Problem to solve:
Among the entries below, take the line with "bytes, over the" and the line with "#[cfg(test)]", and output them and every line between them exactly, with nothing else.

**** Material supplied

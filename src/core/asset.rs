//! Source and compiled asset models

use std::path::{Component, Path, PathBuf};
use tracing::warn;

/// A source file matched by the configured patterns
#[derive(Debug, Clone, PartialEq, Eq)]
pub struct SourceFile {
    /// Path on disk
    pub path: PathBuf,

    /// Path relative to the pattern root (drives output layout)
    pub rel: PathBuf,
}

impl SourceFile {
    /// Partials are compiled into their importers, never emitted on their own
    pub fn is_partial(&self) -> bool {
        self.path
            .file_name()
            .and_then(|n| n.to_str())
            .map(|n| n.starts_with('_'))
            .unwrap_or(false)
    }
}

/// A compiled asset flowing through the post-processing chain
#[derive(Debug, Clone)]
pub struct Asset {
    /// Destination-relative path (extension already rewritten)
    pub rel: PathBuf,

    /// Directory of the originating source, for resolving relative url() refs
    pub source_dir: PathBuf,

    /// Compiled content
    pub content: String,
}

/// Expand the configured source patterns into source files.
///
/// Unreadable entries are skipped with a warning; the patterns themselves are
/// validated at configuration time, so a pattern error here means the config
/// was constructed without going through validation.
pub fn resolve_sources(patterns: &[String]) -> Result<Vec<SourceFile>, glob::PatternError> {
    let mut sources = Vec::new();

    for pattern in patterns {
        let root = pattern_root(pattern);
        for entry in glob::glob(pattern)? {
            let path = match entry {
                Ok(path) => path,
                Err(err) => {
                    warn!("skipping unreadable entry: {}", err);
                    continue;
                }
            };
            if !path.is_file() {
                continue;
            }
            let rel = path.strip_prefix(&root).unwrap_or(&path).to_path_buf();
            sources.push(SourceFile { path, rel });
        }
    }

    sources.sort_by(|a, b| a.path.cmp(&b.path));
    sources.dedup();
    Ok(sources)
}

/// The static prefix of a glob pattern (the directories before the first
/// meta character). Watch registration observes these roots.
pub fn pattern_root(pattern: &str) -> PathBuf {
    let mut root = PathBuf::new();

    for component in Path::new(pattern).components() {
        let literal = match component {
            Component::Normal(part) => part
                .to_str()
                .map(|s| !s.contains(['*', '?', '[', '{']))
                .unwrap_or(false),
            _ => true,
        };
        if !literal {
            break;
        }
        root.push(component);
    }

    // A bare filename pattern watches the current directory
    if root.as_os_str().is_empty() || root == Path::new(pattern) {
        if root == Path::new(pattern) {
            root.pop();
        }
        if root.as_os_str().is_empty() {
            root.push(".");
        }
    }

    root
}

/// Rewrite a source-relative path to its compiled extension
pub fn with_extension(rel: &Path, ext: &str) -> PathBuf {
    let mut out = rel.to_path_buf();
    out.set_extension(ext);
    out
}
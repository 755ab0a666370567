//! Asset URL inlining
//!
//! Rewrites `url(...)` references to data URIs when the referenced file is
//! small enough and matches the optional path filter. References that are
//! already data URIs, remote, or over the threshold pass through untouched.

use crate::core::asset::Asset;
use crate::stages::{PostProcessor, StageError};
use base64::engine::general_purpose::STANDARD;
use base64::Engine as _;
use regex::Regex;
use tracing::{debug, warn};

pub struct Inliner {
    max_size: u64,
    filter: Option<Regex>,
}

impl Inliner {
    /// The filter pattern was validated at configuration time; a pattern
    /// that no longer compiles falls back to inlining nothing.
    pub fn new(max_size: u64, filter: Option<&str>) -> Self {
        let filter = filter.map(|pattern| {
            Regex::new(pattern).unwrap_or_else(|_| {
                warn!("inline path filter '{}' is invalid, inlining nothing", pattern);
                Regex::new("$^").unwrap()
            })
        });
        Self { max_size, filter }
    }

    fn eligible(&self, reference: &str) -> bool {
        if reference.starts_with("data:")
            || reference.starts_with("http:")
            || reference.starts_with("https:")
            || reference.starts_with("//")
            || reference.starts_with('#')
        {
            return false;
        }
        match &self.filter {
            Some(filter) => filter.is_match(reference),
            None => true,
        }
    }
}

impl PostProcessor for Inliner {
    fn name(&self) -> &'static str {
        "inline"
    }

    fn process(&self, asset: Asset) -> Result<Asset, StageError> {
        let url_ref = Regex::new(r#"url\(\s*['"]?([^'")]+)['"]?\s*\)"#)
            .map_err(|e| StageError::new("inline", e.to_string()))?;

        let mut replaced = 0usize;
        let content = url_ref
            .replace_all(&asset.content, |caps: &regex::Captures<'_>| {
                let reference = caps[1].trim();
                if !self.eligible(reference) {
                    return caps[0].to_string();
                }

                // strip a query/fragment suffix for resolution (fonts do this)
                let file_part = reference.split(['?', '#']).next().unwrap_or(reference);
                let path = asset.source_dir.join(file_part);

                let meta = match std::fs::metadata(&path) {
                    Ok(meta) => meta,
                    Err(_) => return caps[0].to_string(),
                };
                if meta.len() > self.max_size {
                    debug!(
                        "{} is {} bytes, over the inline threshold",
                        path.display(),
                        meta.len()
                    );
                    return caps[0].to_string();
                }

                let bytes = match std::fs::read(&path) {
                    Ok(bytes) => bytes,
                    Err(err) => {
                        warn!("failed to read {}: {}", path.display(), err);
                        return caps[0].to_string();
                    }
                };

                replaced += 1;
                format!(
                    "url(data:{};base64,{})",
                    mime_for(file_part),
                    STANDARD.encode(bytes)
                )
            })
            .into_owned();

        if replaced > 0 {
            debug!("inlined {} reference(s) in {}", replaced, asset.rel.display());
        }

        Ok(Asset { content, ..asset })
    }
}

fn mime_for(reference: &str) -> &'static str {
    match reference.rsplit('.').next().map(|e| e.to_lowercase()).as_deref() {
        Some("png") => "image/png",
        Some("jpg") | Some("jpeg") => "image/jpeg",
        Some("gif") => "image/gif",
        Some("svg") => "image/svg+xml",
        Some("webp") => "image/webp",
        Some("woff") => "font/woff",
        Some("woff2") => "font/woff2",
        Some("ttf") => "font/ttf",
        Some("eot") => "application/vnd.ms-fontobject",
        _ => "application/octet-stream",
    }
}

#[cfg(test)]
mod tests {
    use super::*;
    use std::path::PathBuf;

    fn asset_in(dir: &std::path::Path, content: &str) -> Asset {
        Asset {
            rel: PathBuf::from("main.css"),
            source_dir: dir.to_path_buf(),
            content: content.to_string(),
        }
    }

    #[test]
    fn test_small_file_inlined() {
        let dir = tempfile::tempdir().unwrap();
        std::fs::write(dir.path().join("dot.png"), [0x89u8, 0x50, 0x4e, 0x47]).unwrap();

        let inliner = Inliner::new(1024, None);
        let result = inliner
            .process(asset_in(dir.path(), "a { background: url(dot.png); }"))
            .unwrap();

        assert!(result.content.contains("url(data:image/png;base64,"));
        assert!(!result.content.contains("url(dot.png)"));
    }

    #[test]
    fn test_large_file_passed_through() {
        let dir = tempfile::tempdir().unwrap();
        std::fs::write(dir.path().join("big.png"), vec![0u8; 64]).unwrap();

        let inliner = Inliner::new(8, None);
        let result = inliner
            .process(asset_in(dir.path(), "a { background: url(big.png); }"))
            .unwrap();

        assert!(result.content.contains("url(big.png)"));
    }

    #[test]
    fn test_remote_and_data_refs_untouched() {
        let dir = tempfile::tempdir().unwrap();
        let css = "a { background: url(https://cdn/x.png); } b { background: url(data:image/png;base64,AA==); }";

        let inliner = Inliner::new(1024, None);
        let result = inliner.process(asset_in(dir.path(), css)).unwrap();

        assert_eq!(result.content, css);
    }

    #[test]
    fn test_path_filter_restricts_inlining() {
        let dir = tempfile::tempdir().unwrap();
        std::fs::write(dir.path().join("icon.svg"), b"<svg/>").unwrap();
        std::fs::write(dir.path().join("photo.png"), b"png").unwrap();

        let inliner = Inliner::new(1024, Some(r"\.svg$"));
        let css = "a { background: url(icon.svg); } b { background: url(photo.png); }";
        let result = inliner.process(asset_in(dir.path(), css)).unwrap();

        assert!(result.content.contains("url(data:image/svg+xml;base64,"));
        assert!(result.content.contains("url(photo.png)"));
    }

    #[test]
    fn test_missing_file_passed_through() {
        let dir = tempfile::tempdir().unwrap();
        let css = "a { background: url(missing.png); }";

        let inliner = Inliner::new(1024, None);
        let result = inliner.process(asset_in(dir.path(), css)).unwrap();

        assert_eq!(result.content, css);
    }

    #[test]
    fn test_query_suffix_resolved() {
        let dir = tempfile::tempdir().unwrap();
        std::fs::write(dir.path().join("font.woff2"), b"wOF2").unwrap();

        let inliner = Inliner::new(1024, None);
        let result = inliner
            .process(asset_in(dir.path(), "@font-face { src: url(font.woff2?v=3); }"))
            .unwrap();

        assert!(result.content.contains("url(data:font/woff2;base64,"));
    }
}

********

Output below:
                        "{} is {} bytes, over the inline threshold",
                        path.display(),
                        meta.len()
                    );
                    return caps[0].to_string();
                }

                let bytes = match std::fs::read(&path) {
                    Ok(bytes) => bytes,
                    Err(err) => {
                        warn!("failed to read {}: {}", path.display(), err);
                        return caps[0].to_string();
                    }
                };

                replaced += 1;
                format!(
                    "url(data:{};base64,{})",
                    mime_for(file_part),
                    STANDARD.encode(bytes)
                )
            })
            .into_owned();

        if replaced > 0 {
            debug!("inlined {} reference(s) in {}", replaced, asset.rel.display());
        }

        Ok(Asset { content, ..asset })
    }
}

fn mime_for(reference: &str) -> &'static str {
    match reference.rsplit('.').next().map(|e| e.to_lowercase()).as_deref() {
        Some("png") => "image/png",
        Some("jpg") | Some("jpeg") => "image/jpeg",
        Some("gif") => "image/gif",
        Some("svg") => "image/svg+xml",
        Some("webp") => "image/webp",
        Some("woff") => "font/woff",
        Some("woff2") => "font/woff2",
        Some("ttf") => "font/ttf",
        Some("eot") => "application/vnd.ms-fontobject",
        _ => "application/octet-stream",
    }
}

#[cfg(test)]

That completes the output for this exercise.